• Brief: Scan the material below for lines with the word "rayon". Reply with the count and no other words.

• Supplied records:
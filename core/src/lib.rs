pub mod batch;
pub mod catalog;
pub mod concurrent_map;
pub mod config;
pub mod dedup;
pub mod document;
pub mod error;
pub mod index;
pub mod query;
pub mod ranker;
pub mod server;
pub mod stop_words;
pub mod tokenizer;

pub use batch::{process_queries, process_queries_joined};
pub use config::SearchConfig;
pub use dedup::remove_duplicates;
pub use document::{DocId, Document, DocumentStatus, Rating};
pub use error::{Result, SearchError};
pub use ranker::ExecutionMode;
pub use server::{MatchDocumentResult, SearchServer};
//! TF-IDF relevance accumulation and top-K ordering.

use crate::catalog::DocumentCatalog;
use crate::concurrent_map::ConcurrentMap;
use crate::config::SearchConfig;
use crate::document::{DocId, Document, DocumentStatus, Rating};
use crate::index::InvertedIndex;
use crate::query::Query;
use rayon::prelude::*;
use std::collections::BTreeMap;

/// How a single call distributes its work.
#[derive(Debug, Clone, Copy, PartialEq, Eq, Default)]
pub enum ExecutionMode {
    #[default]
    Sequential,
    /// Fork/join on the rayon pool for the duration of the call.
    Parallel,
}

pub struct Ranker<'a> {
    index: &'a InvertedIndex,
    catalog: &'a DocumentCatalog,
    config: &'a SearchConfig,
}

impl<'a> Ranker<'a> {
    pub fn new(
        index: &'a InvertedIndex,
        catalog: &'a DocumentCatalog,
        config: &'a SearchConfig,
    ) -> Self {
        Self { index, catalog, config }
    }

    /// The best `max_results` documents for `query` that pass `predicate`.
    pub fn find_top<P>(&self, query: &Query, predicate: P) -> Vec<Document>
    where
        P: Fn(DocId, DocumentStatus, Rating) -> bool,
    {
        if query.plus_terms.is_empty() {
            return Vec::new();
        }
        let relevance = self.accumulate(query, &predicate);
        self.rank(query, relevance)
    }

    /// [`find_top`](Self::find_top) with plus-terms accumulated on the rayon pool.
    pub fn par_find_top<P>(&self, query: &Query, predicate: P) -> Vec<Document>
    where
        P: Fn(DocId, DocumentStatus, Rating) -> bool + Sync,
    {
        if query.plus_terms.is_empty() {
            return Vec::new();
        }
        let relevance = self.accumulate_par(query, &predicate);
        self.rank(query, relevance)
    }

    /// Drop documents containing a minus-term, then order and truncate the rest.
    fn rank(&self, query: &Query, mut relevance: BTreeMap<DocId, f64>) -> Vec<Document> {
        // exclusion runs on this thread, after accumulation has finished
        for term in &query.minus_terms {
            for doc_id in self.index.postings(term).keys() {
                relevance.remove(doc_id);
            }
        }

        let mut documents: Vec<Document> = relevance
            .into_iter()
            .filter_map(|(id, rel)| {
                let data = self.catalog.get(id)?;
                Some(Document::new(id, rel, data.rating))
            })
            .collect();
        sort_documents(&mut documents, self.config.relevance_epsilon);
        documents.truncate(self.config.max_results);
        documents
    }

    fn accumulate<P>(&self, query: &Query, predicate: &P) -> BTreeMap<DocId, f64>
    where
        P: Fn(DocId, DocumentStatus, Rating) -> bool,
    {
        let mut relevance = BTreeMap::new();
        for term in &query.plus_terms {
            let Some(idf) = self.index.inverse_document_freq(term) else {
                continue;
            };
            for (&doc_id, &tf) in self.index.postings(term) {
                if self.admits(doc_id, predicate) {
                    *relevance.entry(doc_id).or_insert(0.0) += tf * idf;
                }
            }
        }
        relevance
    }

    fn accumulate_par<P>(&self, query: &Query, predicate: &P) -> BTreeMap<DocId, f64>
    where
        P: Fn(DocId, DocumentStatus, Rating) -> bool + Sync,
    {
        let relevance: ConcurrentMap<DocId, f64> = ConcurrentMap::new(self.config.shard_count);
        query.plus_terms.par_iter().for_each(|term| {
            let Some(idf) = self.index.inverse_document_freq(term) else {
                return;
            };
            for (&doc_id, &tf) in self.index.postings(term) {
                if self.admits(doc_id, predicate) {
                    *relevance.access(doc_id) += tf * idf;
                }
            }
        });
        relevance.merge_to_ordinary_map()
    }

    fn admits<P>(&self, doc_id: DocId, predicate: &P) -> bool
    where
        P: Fn(DocId, DocumentStatus, Rating) -> bool,
    {
        self.catalog
            .get(doc_id)
            .is_some_and(|data| predicate(doc_id, data.status, data.rating))
    }
}

/// Order by relevance descending. Documents within `epsilon` of the first document of
/// their run are tied and ordered by rating descending, then id ascending.
pub fn sort_documents(documents: &mut [Document], epsilon: f64) {
    documents.sort_by(|a, b| b.relevance.total_cmp(&a.relevance).then(a.id.cmp(&b.id)));

    let mut start = 0;
    while start < documents.len() {
        let head = documents[start].relevance;
        let end = documents[start..]
            .iter()
            .position(|d| head - d.relevance >= epsilon)
            .map_or(documents.len(), |offset| start + offset);
        documents[start..end].sort_by(|a, b| b.rating.cmp(&a.rating).then(a.id.cmp(&b.id)));
        start = end;
    }
}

• Answer: 3